On the other hand, a girl said paying a dowry to marry a woman is like purchasing a commodity for a certain price, citing "Fatimah bint Muhammad whose dowry was a spear".
Dana, a 22-year-old Bahraini woman who works for an American café in the district of Adliya, says paying a dowry is compulsory pursuant to the Quran. It means the "man appreciates his wife", she opined.
Some Bahraini women would say a man has to be able to provide his wife the same living conditions she has enjoyed with her family in order to accept his proposal. This is widely regarded as one of the basics of a successful married life.

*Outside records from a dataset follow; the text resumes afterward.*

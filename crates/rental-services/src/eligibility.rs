//! Car eligibility classification
//!
//! Derives a car's booking status from its latest fetched reservations. Nothing
//! is cached; the classification is recomputed on every query.

use chrono::NaiveDateTime;
use rental_core::models::{Car, Reservation, ReservationStatus};
use serde::Serialize;
use std::fmt;

use crate::availability::AvailabilityPolicy;

/// Aggregate booking status of a car
#[derive(Debug, Clone, Copy, PartialEq, Eq, Hash, Serialize)]
#[serde(rename_all = "snake_case")]
pub enum CarStatus {
    /// Bookable
    Available,
    /// Has a confirmed reservation
    Reserved,
    /// Has a pending reservation still inside its hold window
    Pending,
    /// Taken out of service by an administrator
    Rented,
}

impl CarStatus {
    /// Label shown on car cards
    pub fn label(&self) -> &'static str {
        match self {
            CarStatus::Available => "Available",
            CarStatus::Reserved => "Reserved",
            CarStatus::Pending => "Reservation Pending",
            CarStatus::Rented => "Currently Rented",
        }
    }
}

impl fmt::Display for CarStatus {
    fn fmt(&self, f: &mut fmt::Formatter<'_>) -> fmt::Result {
        f.write_str(self.label())
    }
}

impl AvailabilityPolicy {
    /// Classify a car; earlier rules take precedence
    pub fn classify(&self, car: &Car, now: NaiveDateTime) -> CarStatus {
        if !car.is_available {
            return CarStatus::Rented;
        }

        if car.reservations.iter().any(Reservation::is_confirmed) {
            return CarStatus::Reserved;
        }

        if self.active_pending(car, now).is_some() {
            return CarStatus::Pending;
        }

        CarStatus::Available
    }

    /// New reservations may only be created for available cars
    pub fn can_reserve(&self, car: &Car, now: NaiveDateTime) -> bool {
        self.classify(car, now) == CarStatus::Available
    }

    /// A pending reservation that still holds its dates
    pub fn active_pending<'a>(&self, car: &'a Car, now: NaiveDateTime) -> Option<&'a Reservation> {
        car.reservations
            .iter()
            .filter(|r| r.status == ReservationStatus::Pending)
            .find(|r| !self.is_pending_expired(r, now))
    }
}

/// The car's most recent PENDING reservation, expired or not
///
/// This is what the "cancel pending reservation" action targets: a soft-expired
/// hold still exists in the backend until it is cancelled or confirmed.
pub fn pending_reservation(car: &Car) -> Option<&Reservation> {
    car.reservations
        .iter()
        .filter(|r| r.status == ReservationStatus::Pending)
        .max_by_key(|r| r.created_at)
}

/// `AvailabilityPolicy::classify` under the default rules
pub fn classify(car: &Car, now: NaiveDateTime) -> CarStatus {
    AvailabilityPolicy::default().classify(car, now)
}

/// `AvailabilityPolicy::can_reserve` under the default rules
pub fn can_reserve(car: &Car, now: NaiveDateTime) -> bool {
    AvailabilityPolicy::default().can_reserve(car, now)
}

"Marrying a Bahraini woman means you will be loaded with the burdens of a loan you would take out from a bank in order to fulfill her demands," Masoum said, citing his brothers who are married to Bahraini women.
He believes most Bahraini men incur loans to cover daily life expenses that keep going up, referring to a recent costly trend among Bahraini families to order food every day instead of cooking.
Fatma Idris, a university graduate, believes the difference between the costs of marrying Bahraini and foreign women is blown out of proportion. She said, for instance, a husband would have to pay BHD 100 ($265) to cover the expenses of his Bahraini wife's car, yet another man would pay double that amount to buy flying tickets for his foreign partner to visit her family overseas.
However, many Bahraini young men tend to believe foreign women are more reasonable than local women when it come to expenses, with the latter having the tendency to squander their husbands' funds.
Ahmed Mansour, a Bahraini businessman in his 30s, dated a Russian girl during a brief visit to St. Petersburg before they wed, a love story he says has completely changed his opinion on foreign women.
Masnour said he kept scrutinizing her intentions during the first few months into their relationship. Three years after they got married, Mansour says she has never tried to take advantage of him.
Living conditions are not the only reason to opt for a foreign wife; some people do it for cultural reasons, or over a preference for a western appearance.
Ibrahim, 35, says marrying a foreign woman resulted in "well educated and intelligent children who are also quite good looking, and this is the investment I have achieved".
Khaled Salah got married to a Pakistani girl through a marriage broker in Bahrain, who is specialized in matching Bahraini men with Asian girls from poor countries such as India and Pakistan.
The broker works with associates who send him photos of potential brides from these countries. He shows the pictures to clients and if they are interested, arrangements will be made for potential couples to meet. They eventually wed in Bahrain.
Salah said he paid nothing but the broker's fee, which did not exceed BHD 200 ($530). He did not pay a dowry and did not throw a wedding party; the bride's family did not have any demands.
"My wife knows my [financial] status well, and she is happy with our life and our beautiful daughter Maram. We are a happy family," he said. "The important thing is that both partners are considerate towards each other's circumstances, and love will come later."
Bahraini Women Marry Foreigners Too
While picking a husband, many Bahraini girls prefer Qataris and Emiratis, and possibly Saudis, to their countrymen. Men of these three nationalities share traditions and cultural background with Bahrainis, yet they are usually wealthier.
According to statistics released by Bahrain's Central Informatics Organization, 630 female Bahrainis married foreign men in 2015, mostly from other Gulf countries. However, Bahraini women usually avoid this option due to unpleasant consequences their children would endure.
The law allows children of intermarried couples to hold the Bahraini nationality when a Bahraini man marries a foreign woman, but not vice versa. Giving citizenship to the children of a Bahraini woman married to a foreigner might be considered to be a threat to state sovereignty.
This could be a reason why some love stories would not end on a happy note.